We’ve come to the last installment of my review of Writing Fantasy Heroes: Powerful Advice from the Pros. It’s a peculiar book, different in several ways I have talked about before from other books on writerly craft. It’s specialized by both genre and cluster of techniques, and each chapter shows a noted author using examples from his or her own work to demonstrate how to use a particular technique well (or, in the case of early drafts, badly, followed by advice on revision). Although the book is, by design, most useful for the newcomer to writing fantasy, it has something to offer more seasoned writers, and it’s of great value to teachers of writing who specialize in, or are at least willing to engage with, genre fiction.

Paul Kearney’s piece on large-scale battle scenes is just what I hoped it would be. You know all the familiar gripes about fantasy warfare that fails the suspension-of-disbelief test: the army never seems to eat or excrete, never needs to get paid, charges its horses directly into walls of seasoned enemy pikemen, and so on. “So You Want to Fight a War” addresses all those mundane things an author must get right if the fantasy elements of her story are to feel real to the reader, and then Kearney pushes past the gripes into solutions that any conscientious author can learn to implement. It’s that last bit that I found truly refreshing — many discussions of military verisimilitude get bogged down in griping. Kearney assumes throughout that it’s possible for his reader to get this stuff right, with enough good models, research, and practice.

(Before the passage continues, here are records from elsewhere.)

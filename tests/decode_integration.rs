//! Integration tests for the run-time path: framing, rendering, line
//! composition and the threaded pipeline

mod common;

use common::streams::{frame, simple_frame};
use common::table;
use proptest::prelude::*;
use std::io::Cursor;
use trice_rs::decoder::{
    wire::pack_params, Decoder, Endianness, FrameFormat, FramerConfig, ParamLayout, ParamValue,
    StreamFramer, Xtea,
};
use trice_rs::emitter::{CollectingSink, LineComposer, TimestampFormat};
use trice_rs::pipeline::{DecodePipeline, PipelineOptions};
use trice_rs::{FormatTable, StampWidth, TriceId};

fn render_table() -> FormatTable {
    table(&[
        (1, "TRICE32_1", "%u"),
        (2, "TRICE64_1", "%O"),
        (3, "TRICE_S", "%x"),
        (4, "TRICE32", "%e %f"),
        (5, "TRICE8_2", "%d %b"),
        (6, "TRICE16", "%5d|%-5x|%c\\n"),
    ])
}

fn decode_all(table: FormatTable, bytes: &[u8]) -> Vec<String> {
    let mut decoder = Decoder::new(table, FramerConfig::default());
    decoder.push(bytes);
    std::iter::from_fn(|| decoder.next_decoded())
        .map(|r| r.unwrap().text)
        .collect()
}

#[test]
fn test_rendering_through_the_wire() {
    let t = render_table();
    let mut bytes = Vec::new();
    bytes.extend(simple_frame(&t, 1, &[ParamValue::Int(-1)]));
    bytes.extend(simple_frame(&t, 2, &[ParamValue::Int(-1)]));
    bytes.extend(simple_frame(&t, 3, &[ParamValue::Str("café".into())]));
    bytes.extend(simple_frame(
        &t,
        4,
        &[ParamValue::Float(-555555555.5), ParamValue::Float(0.25)],
    ));
    bytes.extend(simple_frame(&t, 5, &[ParamValue::Int(-3), ParamValue::Int(5)]));
    bytes.extend(simple_frame(
        &t,
        6,
        &[ParamValue::Int(42), ParamValue::Int(255), ParamValue::Int(65)],
    ));

    assert_eq!(
        decode_all(t, &bytes),
        vec![
            "4294967295",
            "0o1777777777777777777777",
            "636166c3a9",
            "-5.555556e+08 0.250000",
            "-3 101",
            "   42|ff   |A\\n",
        ]
    );
}

#[test]
fn test_count_mismatch_is_flagged() {
    let t = table(&[(9, "TRICE8_2", "only %d")]);
    let bytes = simple_frame(&t, 9, &[ParamValue::Int(1), ParamValue::Int(2)]);
    let mut decoder = Decoder::new(t, FramerConfig::default());
    decoder.push(&bytes);
    let decoded = decoder.next_decoded().unwrap().unwrap();
    assert!(decoded.mismatch.is_some());
    assert!(decoded.text.starts_with("only 1"));
    assert!(decoded.text.contains("%!(EXTRA"));
}

#[test]
fn test_pipeline_big_endian_explicit_length() {
    let t = table(&[
        (1000, "TRICE16_1", "adc=%u "),
        (1001, "TRICE32_1", "temp=%d\\n"),
        (70000, "TRICE_S", "msg:%s\\n"),
    ]);
    let enc = |id, stamp, ts, values: &[ParamValue]| {
        frame(
            &t,
            id,
            stamp,
            ts,
            values,
            FrameFormat::ExplicitLength,
            Endianness::Big,
        )
    };
    let mut stream = Vec::new();
    stream.extend(enc(1000, StampWidth::Bits16, 0x1616, &[ParamValue::Int(512)]));
    stream.extend(enc(1001, StampWidth::Bits32, 7, &[ParamValue::Int(-40)]));
    stream.extend([0xEB, 0x03, 0x00]);
    stream.extend(enc(70000, StampWidth::None, 0, &[ParamValue::Str("boot".into())]));
    stream.extend(enc(1000, StampWidth::Bits16, 1, &[ParamValue::Int(3)]));

    let sink = CollectingSink::new();
    let composer = LineComposer::new(sink.clone(), TimestampFormat::Zero, "dev:", "");
    let config = FramerConfig {
        format: FrameFormat::ExplicitLength,
        endianness: Endianness::Big,
        cipher: None,
    };
    let options = PipelineOptions {
        channel_capacity: 2,
        chunk_size: 5,
        target_stamp: true,
    };

    let stats = DecodePipeline::new(options)
        .run(Cursor::new(stream), Decoder::new(t.clone(), config), composer)
        .unwrap();

    let lines: Vec<String> = sink.lines().iter().map(|l| l.to_string()).collect();
    assert_eq!(
        lines,
        vec![
            "2006-01-02_1504-05 dev: time:    1616adc=512 temp=-40",
            "2006-01-02_1504-05 dev: time:        msg:boot",
            "2006-01-02_1504-05 dev: time:       1adc=3 ",
        ]
    );
    assert_eq!(stats.records, 4);
    assert_eq!(stats.framing_errors, 1);
    assert_eq!(stats.lines, 3);
}

#[test]
fn test_pipeline_with_encryption_and_wrong_key() {
    let t = table(&[(7, "TRICE8_1", "v=%d\\n")]);
    let mut stream = Vec::new();
    for v in 0..4 {
        stream.extend(simple_frame(&t, 7, &[ParamValue::Int(v)]));
    }
    stream.truncate(stream.len() / 8 * 8);
    Xtea::from_passphrase("MySecret").unwrap().encrypt(&mut stream);

    let run = |password: &str| {
        let sink = CollectingSink::new();
        let composer = LineComposer::new(sink.clone(), TimestampFormat::Off, "", "");
        let config = FramerConfig {
            cipher: Xtea::from_passphrase(password),
            ..FramerConfig::default()
        };
        DecodePipeline::new(PipelineOptions::default())
            .run(Cursor::new(stream.clone()), Decoder::new(t.clone(), config), composer)
            .unwrap();
        sink.bodies()
    };

    // Frames are 5 bytes, so 4 frames leave 16 bytes after truncation
    assert_eq!(run("MySecret"), vec!["v=0", "v=1", "v=2"]);
    assert!(!run("WrongKey").contains(&"v=0".to_string()));
}

// ==================== Properties ====================

fn roundtrip_table() -> FormatTable {
    table(&[
        (1, "TRICE8_2", "%d %d"),
        (2, "TRICE16_1", "%u"),
        (3, "TRICE32_1", "%x"),
        (4, "TRICE64_1", "%d"),
        (5, "TRICE_S", "%s"),
        (70000, "TRICE", "wide"),
    ])
}

#[derive(Debug, Clone)]
struct Rec {
    id: u32,
    stamp: StampWidth,
    timestamp: u32,
    values: Vec<ParamValue>,
}

fn record_strategy() -> impl Strategy<Value = Rec> {
    let stamp = prop_oneof![
        Just((StampWidth::None, 0u32)),
        any::<u16>().prop_map(|t| (StampWidth::Bits16, u32::from(t))),
        any::<u32>().prop_map(|t| (StampWidth::Bits32, t)),
    ];
    let body = prop_oneof![
        (any::<i8>(), any::<i8>()).prop_map(|(a, b)| {
            (1u32, vec![ParamValue::Int(a.into()), ParamValue::Int(b.into())])
        }),
        any::<u16>().prop_map(|v| (2u32, vec![ParamValue::Int(v.into())])),
        any::<u32>().prop_map(|v| (3u32, vec![ParamValue::Int(v.into())])),
        any::<i64>().prop_map(|v| (4u32, vec![ParamValue::Int(v)])),
        "[a-z0-9 ]{0,40}".prop_map(|s| (5u32, vec![ParamValue::Str(s)])),
        Just((70000u32, Vec::new())),
    ];
    (stamp, body).prop_map(|((stamp, timestamp), (id, values))| Rec {
        id,
        stamp,
        timestamp,
        values,
    })
}

fn wire_strategy() -> impl Strategy<Value = (FrameFormat, Endianness)> {
    (
        prop_oneof![Just(FrameFormat::TypeDerived), Just(FrameFormat::ExplicitLength)],
        prop_oneof![Just(Endianness::Little), Just(Endianness::Big)],
    )
}

proptest! {
    #![proptest_config(ProptestConfig::with_cases(128))]

    #[test]
    fn prop_framing_roundtrip(
        recs in prop::collection::vec(record_strategy(), 0..20),
        (format, endianness) in wire_strategy(),
        chunk in 1usize..17,
    ) {
        let t = roundtrip_table();
        let mut stream = Vec::new();
        for r in &recs {
            stream.extend(frame(&t, r.id, r.stamp, r.timestamp, &r.values, format, endianness));
        }

        let config = FramerConfig { format, endianness, cipher: None };
        let mut framer = StreamFramer::new(&t, config);
        let mut out = Vec::new();
        for piece in stream.chunks(chunk) {
            framer.push(piece);
            while let Some(record) = framer.next_record() {
                out.push(record.unwrap());
            }
        }

        prop_assert_eq!(out.len(), recs.len());
        for (got, want) in out.iter().zip(&recs) {
            let layout = ParamLayout::from_fmt(t.get(TriceId(want.id)).unwrap()).unwrap();
            prop_assert_eq!(got.id, TriceId(want.id));
            prop_assert_eq!(got.stamp, want.stamp);
            prop_assert_eq!(got.timestamp, want.timestamp);
            prop_assert_eq!(&got.params, &pack_params(&layout, &want.values));
        }
        prop_assert_eq!(framer.stats().framing_errors, 0);
    }

    #[test]
    fn prop_composer_splits_at_newlines(fragments in prop::collection::vec("[a-z \n]{0,8}", 0..30)) {
        let sink = CollectingSink::new();
        let mut composer = LineComposer::new(sink.clone(), TimestampFormat::Off, "", "");
        for f in &fragments {
            composer.write(f).unwrap();
        }
        composer.flush().unwrap();

        let joined: String = fragments.concat();
        let mut expected: Vec<String> = joined.split('\n').map(str::to_string).collect();
        if expected.last().is_some_and(|l| l.is_empty()) {
            expected.pop();
        }
        prop_assert_eq!(sink.bodies(), expected);
    }
}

As in Brandon Sanderson’s chapter on “Writing Cinematic Fight Scenes,” the reader is urged to map the combatants’ positions in space. Of course, with at least two armies’ worth of combatants, what one does with the map is a little more complicated this time around:

Keep the map beside you as you write, and as the narrative progresses and the lines move and break and reform, annotate your map. By the end of the battle it should be covered in scrawls, but you will still see the sense within it. It should also have a scale, so that if you want one character to see another across that deadly space, you can gauge whether it’s possible or not. Battlefields can be large places, miles wide. Our ten thousand men, standing in four ranks shoulder to shoulder, will form a line over a mile and a half long, and that’s close-packed heavy infantry such as Greek spearmen or Roman legionaries. If your troops are wild-eyed Celtic types who like a lot of space to swing their swords, it will be even longer.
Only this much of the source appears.